Oral Presentation Australian Society for Microbiology Annual Scientific Meeting 2013

Implications of the new Melbourne Code for naming foodborne fungi (#174)

John I Pitt 1
  1. CSIRO, NORTH RYDE, NSW, Australia

The Melbourne Botanical Congress of July, 2011 made a number of changes to the way nomenclature of biological species other than animals will be regulated in the future.
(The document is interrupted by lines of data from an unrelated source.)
//! Elementwise arithmetic and comparison shared by columns, rows and plain
//! tensors.
//!
//! Every operator is the same generic function: take the raw buffer of the
//! left operand, take the raw buffer of the right operand (or a scalar),
//! combine them with numpy broadcasting and wrap the result back into the
//! left operand's type. A column stays a column and a row stays a row.

use crate::column::{TensorColumn, TensorRow};
use crate::dtype::DType;
use crate::error::{Error, Result};
use crate::tensor::{Dims, ITensor, Tensor, TensorBase, TensorView, try_zip_broadcast, zip_broadcast};
use std::ops::{Add, Div, Mul, Rem, Sub};

/// Right-hand side of an elementwise operation.
#[derive(Copy, Clone, Debug)]
pub enum Operand<'a, T> {
    Scalar(T),
    Tensor(TensorView<'a, T>),
}

/// Anything that can stand on the right of an elementwise operation.
pub trait AsOperand<T> {
    fn as_operand(&self) -> Operand<'_, T>;
}

/// Anything that can stand on the left of an elementwise operation and
/// receive the result.
pub trait Wrap<T> {
    type Wrapped<U: 'static>;

    fn raw(&self) -> TensorView<'_, T>;

    /// Wraps a result computed from [`Wrap::raw`] into the receiver's type.
    fn wrap<U: 'static>(raw: Tensor<U>) -> Self::Wrapped<U>;
}

impl<T> AsOperand<T> for TensorColumn<T> {
    #[inline]
    fn as_operand(&self) -> Operand<'_, T> {
        Operand::Tensor(self.view())
    }
}

impl<'a, T: 'a> AsOperand<T> for TensorRow<'a, T> {
    #[inline]
    fn as_operand(&self) -> Operand<'_, T> {
        Operand::Tensor(TensorView::new_unchecked(self.as_slice(), self.dims()))
    }
}

impl<T> AsOperand<T> for Tensor<T> {
    #[inline]
    fn as_operand(&self) -> Operand<'_, T> {
        Operand::Tensor(self.view())
    }
}

impl<'a, T> AsOperand<T> for TensorView<'a, T> {
    #[inline]
    fn as_operand(&self) -> Operand<'_, T> {
        Operand::Tensor(TensorView::new_unchecked(self.as_slice(), self.shape()))
    }
}

impl<T, O: AsOperand<T> + ?Sized> AsOperand<T> for &O {
    #[inline]
    fn as_operand(&self) -> Operand<'_, T> {
        (**self).as_operand()
    }
}

macro_rules! impl_scalar_operands {
    ($($ty:ty),* $(,)?) => {
        $(
        impl AsOperand<$ty> for $ty {
            #[inline]
            fn as_operand(&self) -> Operand<'_, $ty> {
                Operand::Scalar(*self)
            }
        }
        )*
    };
}

impl_scalar_operands!(f32, f64, i8, i32, i64, u8, u16, u32, u64, usize);
#[cfg(feature = "half")]
impl_scalar_operands!(half::f16);

impl<T: DType> Wrap<T> for TensorColumn<T> {
    type Wrapped<U: 'static> = TensorColumn<U>;

    #[inline]
    fn raw(&self) -> TensorView<'_, T> {
        self.view()
    }

    #[inline]
    fn wrap<U: 'static>(raw: Tensor<U>) -> TensorColumn<U> {
        TensorColumn::from_tensor_unchecked(raw)
    }
}

impl<'a, T: DType> Wrap<T> for TensorRow<'a, T> {
    type Wrapped<U: 'static> = TensorRow<'static, U>;

    #[inline]
    fn raw(&self) -> TensorView<'_, T> {
        TensorView::new_unchecked(self.as_slice(), self.dims())
    }

    #[inline]
    fn wrap<U: 'static>(raw: Tensor<U>) -> TensorRow<'static, U> {
        TensorRow::owned(raw)
    }
}

impl<T: DType> Wrap<T> for Tensor<T> {
    type Wrapped<U: 'static> = Tensor<U>;

    #[inline]
    fn raw(&self) -> TensorView<'_, T> {
        self.view()
    }

    #[inline]
    fn wrap<U: 'static>(raw: Tensor<U>) -> Tensor<U> {
        raw
    }
}

#[derive(Copy, Clone, Debug, Eq, PartialEq)]
pub enum BinaryOp {
    Add,
    Sub,
    Mul,
    Div,
    Rem,
}

impl BinaryOp {
    /// Integer overflow wraps and integer division by zero fails; floats
    /// follow IEEE 754.
    #[inline]
    pub fn apply<T: DType>(self, a: T, b: T) -> Result<T> {
        Ok(match self {
            BinaryOp::Add => a.wrapping_add(b),
            BinaryOp::Sub => a.wrapping_sub(b),
            BinaryOp::Mul => a.wrapping_mul(b),
            BinaryOp::Div | BinaryOp::Rem if T::NAN.is_none() && b == T::ZERO => {
                return Err(Error::DivisionByZero);
            }
            BinaryOp::Div => a / b,
            BinaryOp::Rem => a % b,
        })
    }
}

#[derive(Copy, Clone, Debug, Eq, PartialEq)]
pub enum CompareOp {
    Eq,
    Ne,
    Lt,
    Le,
    Gt,
    Ge,
}

impl CompareOp {
    #[inline]
    pub fn apply<T: PartialOrd>(self, a: T, b: T) -> bool {
        match self {
            CompareOp::Eq => a == b,
            CompareOp::Ne => a != b,
            CompareOp::Lt => a < b,
            CompareOp::Le => a <= b,
            CompareOp::Gt => a > b,
            CompareOp::Ge => a >= b,
        }
    }
}

/// `lhs op rhs`, wrapped into the type of `lhs`.
pub fn binary_op<T, L, R>(lhs: &L, rhs: &R, op: BinaryOp) -> Result<L::Wrapped<T>>
where
    T: DType,
    L: Wrap<T> + ?Sized,
    R: AsOperand<T> + ?Sized,
{
    let a = lhs.raw();
    let out = match rhs.as_operand() {
        Operand::Scalar(b) => {
            let data = a.as_slice().iter().map(|&x| op.apply(x, b)).collect::<Result<Vec<T>>>()?;
            Tensor::from_vec_unchecked(data, Dims::from(a.shape()))
        }
        Operand::Tensor(b) => try_zip_broadcast(&a, &b, |x, y| op.apply(x, y))?,
    };
    Ok(L::wrap(out))
}

/// `lhs op rhs` with the scalar on the left, wrapped into the type of `rhs`.
pub fn reflected_op<T, R>(lhs: T, rhs: &R, op: BinaryOp) -> Result<R::Wrapped<T>>
where
    T: DType,
    R: Wrap<T> + ?Sized,
{
    let b = rhs.raw();
    let data = b.as_slice().iter().map(|&y| op.apply(lhs, y)).collect::<Result<Vec<T>>>()?;
    Ok(R::wrap(Tensor::from_vec_unchecked(data, Dims::from(b.shape()))))
}

/// Elementwise comparison, wrapped into the type of `lhs` with `bool`
/// elements.
pub fn compare_op<T, L, R>(lhs: &L, rhs: &R, op: CompareOp) -> Result<L::Wrapped<bool>>
where
    T: DType,
    L: Wrap<T> + ?Sized,
    R: AsOperand<T> + ?Sized,
{
    let a = lhs.raw();
    let out = match rhs.as_operand() {
        Operand::Scalar(b) => {
            let data = a.as_slice().iter().map(|&x| op.apply(x, b)).collect();
            Tensor::from_vec_unchecked(data, Dims::from(a.shape()))
        }
        Operand::Tensor(b) => zip_broadcast(&a, &b, |x, y| op.apply(x, y))?,
    };
    Ok(L::wrap(out))
}

macro_rules! impl_elementwise_methods {
    ([$($lt:lifetime)?] $ty:ty) => {
        impl<$($lt,)? T: DType> $ty {
            pub fn try_add<R: AsOperand<T> + ?Sized>(&self, rhs: &R) -> Result<<Self as Wrap<T>>::Wrapped<T>> {
                binary_op(self, rhs, BinaryOp::Add)
            }

            pub fn try_sub<R: AsOperand<T> + ?Sized>(&self, rhs: &R) -> Result<<Self as Wrap<T>>::Wrapped<T>> {
                binary_op(self, rhs, BinaryOp::Sub)
            }

            pub fn try_mul<R: AsOperand<T> + ?Sized>(&self, rhs: &R) -> Result<<Self as Wrap<T>>::Wrapped<T>> {
                binary_op(self, rhs, BinaryOp::Mul)
            }

            pub fn try_div<R: AsOperand<T> + ?Sized>(&self, rhs: &R) -> Result<<Self as Wrap<T>>::Wrapped<T>> {
                binary_op(self, rhs, BinaryOp::Div)
            }

            pub fn try_rem<R: AsOperand<T> + ?Sized>(&self, rhs: &R) -> Result<<Self as Wrap<T>>::Wrapped<T>> {
                binary_op(self, rhs, BinaryOp::Rem)
            }

            pub fn compare<R: AsOperand<T> + ?Sized>(&self, rhs: &R, op: CompareOp) -> Result<<Self as Wrap<T>>::Wrapped<bool>> {
                compare_op(self, rhs, op)
            }

            pub fn elem_eq<R: AsOperand<T> + ?Sized>(&self, rhs: &R) -> Result<<Self as Wrap<T>>::Wrapped<bool>> {
                compare_op(self, rhs, CompareOp::Eq)
            }

            pub fn elem_ne<R: AsOperand<T> + ?Sized>(&self, rhs: &R) -> Result<<Self as Wrap<T>>::Wrapped<bool>> {
                compare_op(self, rhs, CompareOp::Ne)
            }

            pub fn elem_lt<R: AsOperand<T> + ?Sized>(&self, rhs: &R) -> Result<<Self as Wrap<T>>::Wrapped<bool>> {
                compare_op(self, rhs, CompareOp::Lt)
            }

            pub fn elem_le<R: AsOperand<T> + ?Sized>(&self, rhs: &R) -> Result<<Self as Wrap<T>>::Wrapped<bool>> {
                compare_op(self, rhs, CompareOp::Le)
            }

            pub fn elem_gt<R: AsOperand<T> + ?Sized>(&self, rhs: &R) -> Result<<Self as Wrap<T>>::Wrapped<bool>> {
                compare_op(self, rhs, CompareOp::Gt)
            }

            pub fn elem_ge<R: AsOperand<T> + ?Sized>(&self, rhs: &R) -> Result<<Self as Wrap<T>>::Wrapped<bool>> {
                compare_op(self, rhs, CompareOp::Ge)
            }
        }
    };
}

impl_elementwise_methods!([] TensorColumn<T>);
impl_elementwise_methods!(['a] TensorRow<'a, T>);

fn unwrap_op<V>(result: Result<V>) -> V {
    match result {
        Ok(v) => v,
        Err(e) => panic!("{e}"),
    }
}

// The std operators panic where the `try_` methods return an error.
macro_rules! impl_std_op {
    ([$($lt:lifetime)?] $ty:ty => $out:ty, $trait:ident, $method:ident, $op:expr) => {
        impl<$($lt,)? T: DType, R: AsOperand<T>> $trait<R> for &$ty {
            type Output = $out;
            #[inline]
            fn $method(self, rhs: R) -> $out {
                unwrap_op(binary_op(self, &rhs, $op))
            }
        }

        impl<$($lt,)? T: DType, R: AsOperand<T>> $trait<R> for $ty {
            type Output = $out;
            #[inline]
            fn $method(self, rhs: R) -> $out {
                unwrap_op(binary_op(&self, &rhs, $op))
            }
        }
    };
}

macro_rules! impl_std_ops {
    ([$($lt:lifetime)?] $ty:ty => $out:ty) => {
        impl_std_op!([$($lt)?] $ty => $out, Add, add, BinaryOp::Add);
        impl_std_op!([$($lt)?] $ty => $out, Sub, sub, BinaryOp::Sub);
        impl_std_op!([$($lt)?] $ty => $out, Mul, mul, BinaryOp::Mul);
        impl_std_op!([$($lt)?] $ty => $out, Div, div, BinaryOp::Div);
        impl_std_op!([$($lt)?] $ty => $out, Rem, rem, BinaryOp::Rem);
    };
}

impl_std_ops!([] TensorColumn<T> => TensorColumn<T>);
impl_std_ops!(['a] TensorRow<'a, T> => TensorRow<'static, T>);

macro_rules! impl_scalar_lhs_op {
    ($ty:ty, $trait:ident, $method:ident, $op:expr) => {
        impl $trait<&TensorColumn<$ty>> for $ty {
            type Output = TensorColumn<$ty>;
            #[inline]
            fn $method(self, rhs: &TensorColumn<$ty>) -> TensorColumn<$ty> {
                unwrap_op(reflected_op(self, rhs, $op))
            }
        }

        impl $trait<TensorColumn<$ty>> for $ty {
            type Output = TensorColumn<$ty>;
            #[inline]
            fn $method(self, rhs: TensorColumn<$ty>) -> TensorColumn<$ty> {
                unwrap_op(reflected_op(self, &rhs, $op))
            }
        }

        impl<'a> $trait<&TensorRow<'a, $ty>> for $ty {
            type Output = TensorRow<'static, $ty>;
            #[inline]
            fn $method(self, rhs: &TensorRow<'a, $ty>) -> TensorRow<'static, $ty> {
                unwrap_op(reflected_op(self, rhs, $op))
            }
        }
    };
}

macro_rules! impl_scalar_lhs {
    ($($ty:ty),* $(,)?) => {
        $(
        impl_scalar_lhs_op!($ty, Add, add, BinaryOp::Add);
        impl_scalar_lhs_op!($ty, Sub, sub, BinaryOp::Sub);
        impl_scalar_lhs_op!($ty, Mul, mul, BinaryOp::Mul);
        impl_scalar_lhs_op!($ty, Div, div, BinaryOp::Div);
        impl_scalar_lhs_op!($ty, Rem, rem, BinaryOp::Rem);
        )*
    };
}

impl_scalar_lhs!(f32, f64, i8, i32, i64, u8, u16, u32, u64, usize);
To start with, the “International Code for Botanical Nomenclature (ICBN)” will henceforth be the “International Code for Nomenclature of Algae, Fungi and Plants (ICN)”. To the surprise of most mycologists, including many of those who supported the change, the Melbourne Congress decreed that henceforth each fungus would have only one legitimate name – bringing to an abrupt end 40 years of dual nomenclature for fungi with a pleomorphic life cycle. Food mycologists have been among the strongest supporters of the system, as it provided a means of ready identification to genera such as Penicillium, Aspergillus and Fusarium, while using the differences in sexual states to emphasise spoilage by xerophiles, heat and chemical resistance, plant pathogenicity, etc. Other users of the taxonomies of ommon genera, including curators of art and artefacts, textile and leathergood manufacturers and shippers, and indoor air specialists, came to rely on the use of names of sexual species as an indicator of characteristics of importance to them. This must all now change, but in some genera the way forward is murky. In some common genera, such as Alternaria, the sexual state is rarely seen in culture, so use of the asexual name for all species will cause little difficulty. Phylogenetic differences between subgenera in Penicillium supported splitting of that genus, keeping it for the majority of species and synonymising the sexual genus Eupenicillium with it. At the same time, species in subgenus Biverticillium were synonymised with the sexual genus associated with many of them, Talaromyces. However, the way forward in Aspergillus, which has 11 sexual genera associated with it, and Fusarium, with six, is not at all clear. This paper will describe some of the problems surrounding the naming of common foodborne genera under the Melbourne Code.